(Saved data entries)

※ ※ ※

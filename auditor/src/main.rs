use anyhow::Result;
use clap::{Parser, Subcommand};
use citrate_auditor::logging::{init_logging, LogConfig, LogFormat};
use citrate_auditor::{audit, metrics, AuditorConfig, CheckRequest};
use citrate_supply::RunnerDecision;
use std::path::PathBuf;
use tracing::{error, info};

#[derive(Parser)]
#[command(name = "citrate-auditor")]
#[command(about = "Audit Citrate supply accounting against a ledger snapshot")]
struct Cli {
    /// Configuration file path
    #[arg(short, long, value_name = "FILE", global = true)]
    config: Option<PathBuf>,

    /// Log output format (pretty, compact, json)
    #[arg(long, value_name = "FORMAT", global = true)]
    log_format: Option<String>,

    /// Print Prometheus metrics after the run
    #[arg(long, global = true)]
    metrics: bool,

    #[command(subcommand)]
    command: Commands,
}

#[derive(Subcommand)]
enum Commands {
    /// Run supply invariants against a JSON snapshot
    Check {
        /// Snapshot file
        #[arg(short, long, value_name = "FILE")]
        snapshot: PathBuf,

        /// Only run this route, e.g. "supply/total-supply"
        #[arg(long, value_name = "KEY")]
        route: Option<String>,

        /// Treat the snapshot as this block height and honour the check period
        #[arg(long, value_name = "N")]
        height: Option<u64>,
    },

    /// List registered invariant routes
    Routes,
}

fn main() -> Result<()> {
    let cli = Cli::parse();

    let config = match &cli.config {
        Some(path) => AuditorConfig::from_file(path)?,
        None => AuditorConfig::default(),
    };

    let mut log_config = LogConfig::from_config(&config.logging);
    if let Some(format) = &cli.log_format {
        log_config.format = LogFormat::parse(format);
    }
    init_logging(&log_config)?;

    if cli.metrics {
        metrics::init_metrics()?;
    }

    let decision = match cli.command {
        Commands::Check {
            snapshot,
            route,
            height,
        } => {
            let loaded = audit::load_snapshot(&snapshot)?;
            let request = CheckRequest { route, height };
            let result = audit::run_check(&config, &loaded, &request)?;
            print!("{}", audit::format_audit(&result));
            result.decision
        }
        Commands::Routes => {
            let registry = audit::build_registry(&[])?;
            for key in registry.keys() {
                println!("{}", key);
            }
            RunnerDecision::Continue
        }
    };

    if cli.metrics {
        if let Some(rendered) = metrics::render() {
            print!("{}", rendered);
        }
    }

    if decision == RunnerDecision::Halt {
        error!("Supply invariants broken; exiting with failure");
        std::process::exit(1);
    }

    info!("Audit complete");
    Ok(())
}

※ ※ ※

WORK TO BE COMPLETED: Every record above is to be copied out again exactly as written.

ANSWER TO THIS PROBLEM:
filename auditor/src/main.rs
use anyhow::Result;
use clap::{Parser, Subcommand};
use citrate_auditor::logging::{init_logging, LogConfig, LogFormat};
use citrate_auditor::{audit, metrics, AuditorConfig, CheckRequest};
use citrate_supply::RunnerDecision;
use std::path::PathBuf;
use tracing::{error, info};

#[derive(Parser)]
#[command(name = "citrate-auditor")]
#[command(about = "Audit Citrate supply accounting against a ledger snapshot")]
struct Cli {
    /// Configuration file path
    #[arg(short, long, value_name = "FILE", global = true)]
    config: Option<PathBuf>,

    /// Log output format (pretty, compact, json)
    #[arg(long, value_name = "FORMAT", global = true)]
    log_format: Option<String>,

    /// Print Prometheus metrics after the run
    #[arg(long, global = true)]
    metrics: bool,

    #[command(subcommand)]
    command: Commands,
}

#[derive(Subcommand)]
enum Commands {
    /// Run supply invariants against a JSON snapshot
    Check {
        /// Snapshot file
        #[arg(short, long, value_name = "FILE")]
        snapshot: PathBuf,

        /// Only run this route, e.g. "supply/total-supply"
        #[arg(long, value_name = "KEY")]
        route: Option<String>,

        /// Treat the snapshot as this block height and honour the check period
        #[arg(long, value_name = "N")]
        height: Option<u64>,
    },

    /// List registered invariant routes
    Routes,
}

fn main() -> Result<()> {
    let cli = Cli::parse();

    let config = match &cli.config {
        Some(path) => AuditorConfig::from_file(path)?,
        None => AuditorConfig::default(),
    };

    let mut log_config = LogConfig::from_config(&config.logging);
    if let Some(format) = &cli.log_format {
        log_config.format = LogFormat::parse(format);
    }
    init_logging(&log_config)?;

    if cli.metrics {
        metrics::init_metrics()?;
    }

    let decision = match cli.command {
        Commands::Check {
            snapshot,
            route,
            height,
        } => {
            let loaded = audit::load_snapshot(&snapshot)?;
            let request = CheckRequest { route, height };
            let result = audit::run_check(&config, &loaded, &request)?;
            print!("{}", audit::format_audit(&result));
            result.decision
        }
        Commands::Routes => {
            let registry = audit::build_registry(&[])?;
            for key in registry.keys() {
                println!("{}", key);
            }
            RunnerDecision::Continue
        }
    };

    if cli.metrics {
        if let Some(rendered) = metrics::render() {
            print!("{}", rendered);
        }
    }

    if decision == RunnerDecision::Halt {
        error!("Supply invariants broken; exiting with failure");
        std::process::exit(1);
    }

    info!("Audit complete");
    Ok(())
}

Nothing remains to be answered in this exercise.